Advancements in differentiation of induced pluripotent stem cells into specialized neuronal subtypes

Abstract The ability to generate specialized human neurons from induced pluripotent stem cells has revolutionized neuroscience, regenerative medicine, and drug discovery. Since their discovery, induced pluripotent stem cells have emerged as an ethically favorable and versatile platform to model human neurological diseases, offering new insights beyond traditional animal models. In the past decade, rapid advances have enabled the efficient differentiation of induced pluripotent stem cells into diverse neuronal subtypes, including glutamatergic neurons, GABAergic neurons, dopaminergic neurons, serotonergic neurons, motor neurons, sensory neurons, Purkinje cells, sympathetic neurons, parasympathetic neurons, and noradrenergic neurons. Tailored combinations of developmental signaling molecules, transcription factor programming, and small molecule modulation have dramatically improved the reproducibility, scalability, and functional maturity of these differentiated neurons.
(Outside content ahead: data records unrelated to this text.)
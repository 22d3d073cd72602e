//! Wire message types for the streaming recognition WebSocket protocol.
//!
//! - **Incoming messages**: session lifecycle and transcription results
//!   - [`SessionStartedMessage`]: session is live and accepting audio
//!   - [`HypothesisMessage`]: interim transcript, subject to revision
//!   - [`RecognizedMessage`]: final transcript for a completed utterance
//!   - [`CanceledMessage`]: session aborted by the server
//!   - [`SessionStoppedMessage`]: session ended cleanly
//!
//! - **Outgoing messages**: binary PCM frames (no JSON wrapper) plus
//!   [`StopRecognitionMessage`] for graceful teardown.

use serde::{Deserialize, Serialize};

/// Session confirmation received once the server is ready for audio.
#[derive(Debug, Clone, Deserialize)]
pub struct SessionStartedMessage {
    #[serde(rename = "type")]
    pub message_type: String,
    /// Server-assigned session identifier.
    pub session_id: String,
}

/// Interim transcription result. Revised by later hypotheses until a
/// recognized message closes the utterance.
#[derive(Debug, Clone, Deserialize)]
pub struct HypothesisMessage {
    #[serde(rename = "type")]
    pub message_type: String,
    pub text: String,
    /// Detected language (when language identification is enabled).
    #[serde(default)]
    pub language: Option<String>,
}

/// Final transcription result for one utterance.
#[derive(Debug, Clone, Deserialize)]
pub struct RecognizedMessage {
    #[serde(rename = "type")]
    pub message_type: String,
    pub text: String,
    #[serde(default)]
    pub language: Option<String>,
}

/// Server aborted the session.
#[derive(Debug, Clone, Deserialize)]
pub struct CanceledMessage {
    #[serde(rename = "type")]
    pub message_type: String,
    #[serde(default)]
    pub error_code: Option<String>,
    /// Human-readable cancellation reason.
    #[serde(default)]
    pub reason: String,
}

/// Server ended the session cleanly.
#[derive(Debug, Clone, Deserialize)]
pub struct SessionStoppedMessage {
    #[serde(rename = "type")]
    pub message_type: String,
    pub session_id: String,
}

/// Request graceful session teardown. Remaining results are delivered
/// before the server sends `SessionStopped`.
#[derive(Debug, Clone, Serialize)]
pub struct StopRecognitionMessage {
    #[serde(rename = "type")]
    pub message_type: &'static str,
}

impl Default for StopRecognitionMessage {
    fn default() -> Self {
        Self {
            message_type: "stop_recognition",
        }
    }
}

/// Enum over all server-to-client messages.
///
/// Use [`ServerMessage::parse`] on incoming WebSocket text frames.
#[derive(Debug)]
pub enum ServerMessage {
    SessionStarted(SessionStartedMessage),
    Hypothesis(HypothesisMessage),
    Recognized(RecognizedMessage),
    Canceled(CanceledMessage),
    SessionStopped(SessionStoppedMessage),
    /// Unknown message type, kept for forward compatibility.
    Unknown(String),
}

impl ServerMessage {
    /// Parse a WebSocket text frame into the appropriate type.
    pub fn parse(text: &str) -> Result<Self, serde_json::Error> {
        // Peek at the type field first.
        #[derive(Deserialize)]
        struct TypePeek {
            #[serde(rename = "type")]
            message_type: String,
        }

        let peek: TypePeek = serde_json::from_str(text)?;

        match peek.message_type.as_str() {
            "session_started" => Ok(Self::SessionStarted(serde_json::from_str(text)?)),
            "hypothesis" => Ok(Self::Hypothesis(serde_json::from_str(text)?)),
            "recognized" => Ok(Self::Recognized(serde_json::from_str(text)?)),
            "canceled" => Ok(Self::Canceled(serde_json::from_str(text)?)),
            "session_stopped" => Ok(Self::SessionStopped(serde_json::from_str(text)?)),
            _ => Ok(Self::Unknown(text.to_string())),
        }
    }

    /// Terminal messages end the connection.
    #[inline]
    pub fn is_terminal(&self) -> bool {
        matches!(self, Self::Canceled(_) | Self::SessionStopped(_))
    }
}
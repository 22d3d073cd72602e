//! Sink adapter boundary between the backpressure buffer and a recognition
//! engine's audio input.
//!
//! The buffer only ever talks to a [`AudioSink`]; the session swaps the
//! concrete adapter underneath it on every reconnect without touching the
//! queued audio.

use std::sync::Arc;

use bytes::Bytes;
use parking_lot::Mutex;
use thiserror::Error;
use tokio::sync::{Notify, mpsc};
use tracing::debug;

/// Errors a sink write can report.
///
/// Both variants are transient from the buffer's point of view: the chunk was
/// not consumed and stays queued for the next drain pass.
#[derive(Debug, Error)]
pub enum SinkError {
    /// The sink cannot accept any data right now.
    #[error("sink is saturated")]
    Saturated,

    /// The sink's consumer is gone; the session will replace the adapter.
    #[error("sink is closed")]
    Closed,
}

/// Destination capability the buffer drains into.
///
/// `write` must not block. Return values:
/// - `Ok(true)`  - chunk consumed, sink still writable
/// - `Ok(false)` - chunk consumed, sink saturated; callers must hold further
///   writes until [`AudioSink::drain_notify`] fires
/// - `Err(_)`    - chunk **not** consumed; callers keep it queued and retry
pub trait AudioSink: Send + Sync {
    fn write(&self, chunk: Bytes) -> Result<bool, SinkError>;

    /// Notified when a previously saturated sink can accept writes again.
    fn drain_notify(&self) -> Arc<Notify>;
}

/// Adapter over a bounded audio channel feeding a recognition engine.
///
/// Saturation maps to the channel running out of permits; a watcher task
/// waits for capacity to return and fires the drain notification.
pub struct ChannelSink {
    tx: mpsc::Sender<Bytes>,
    drain: Arc<Notify>,
    saturation: Arc<Notify>,
    watcher: Mutex<Option<tokio::task::JoinHandle<()>>>,
}

impl ChannelSink {
    /// Wrap the sender side of an engine's audio channel.
    ///
    /// Must be called from within a tokio runtime.
    pub fn new(tx: mpsc::Sender<Bytes>) -> Arc<Self> {
        let drain = Arc::new(Notify::new());
        let saturation = Arc::new(Notify::new());

        let watcher = tokio::spawn({
            let tx = tx.clone();
            let drain = drain.clone();
            let saturation = saturation.clone();
            async move {
                loop {
                    saturation.notified().await;
                    // A permit becomes available once the engine task has
                    // pulled audio off the channel; release it immediately
                    // so the buffer's next write can claim it.
                    match tx.reserve().await {
                        Ok(permit) => {
                            drop(permit);
                            drain.notify_one();
                        }
                        Err(_) => {
                            debug!("audio channel closed, drain watcher exiting");
                            break;
                        }
                    }
                }
            }
        });

        Arc::new(Self {
            tx,
            drain,
            saturation,
            watcher: Mutex::new(Some(watcher)),
        })
    }

    /// Stop the drain watcher. Called by the session when the adapter is
    /// retired; further writes report [`SinkError::Closed`] once the engine
    /// side drops the receiver.
    pub fn close(&self) {
        if let Some(handle) = self.watcher.lock().take() {
            handle.abort();
        }
    }
}

impl AudioSink for ChannelSink {
    fn write(&self, chunk: Bytes) -> Result<bool, SinkError> {
        match self.tx.try_send(chunk) {
            Ok(()) => {
                if self.tx.capacity() == 0 {
                    self.saturation.notify_one();
                    Ok(false)
                } else {
                    Ok(true)
                }
            }
            Err(mpsc::error::TrySendError::Full(_)) => {
                self.saturation.notify_one();
                Err(SinkError::Saturated)
            }
            Err(mpsc::error::TrySendError::Closed(_)) => Err(SinkError::Closed),
        }
    }

    fn drain_notify(&self) -> Arc<Notify> {
        self.drain.clone()
    }
}

impl Drop for ChannelSink {
    fn drop(&mut self) {
        if let Some(handle) = self.watcher.lock().take() {
            handle.abort();
        }
    }
}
These advancements are particularly timely as they underpin the next generation of disease modelling platforms, high-throughput drug screening systems, and emerging cell-based therapies for conditions such as Parkinson’s disease, amyotrophic lateral sclerosis, epilepsy, and Alzheimer’s disease. Moreover, the field is moving toward standardized, chemically defined protocols and improved validation pipelines, including electrophysiological assays and molecular profiling, to ensure the authenticity and maturity of induced pluripotent stem cell-derived neurons. Notably, recent breakthroughs in sympathetic and parasympathetic neuron derivation are expanding the scope of induced pluripotent stem cell technology into autonomic nervous system research and cardiac neuromodulation studies. However, challenges remain, including variability across induced pluripotent stem cell lines, incomplete neuronal maturation, and scalability constraints for clinical-grade applications. Addressing these hurdles through optimization of patterning cues, co-culture systems, and advanced bioprocessing strategies will be crucial to realizing the full translational potential of induced pluripotent stem cell-derived neurons. Collectively, the methodologies and developments summarized here mark a major step toward achieving faithful, efficient, and scalable generation of human neurons in vitro , laying the foundation for personalized neurology and regenerative medicine.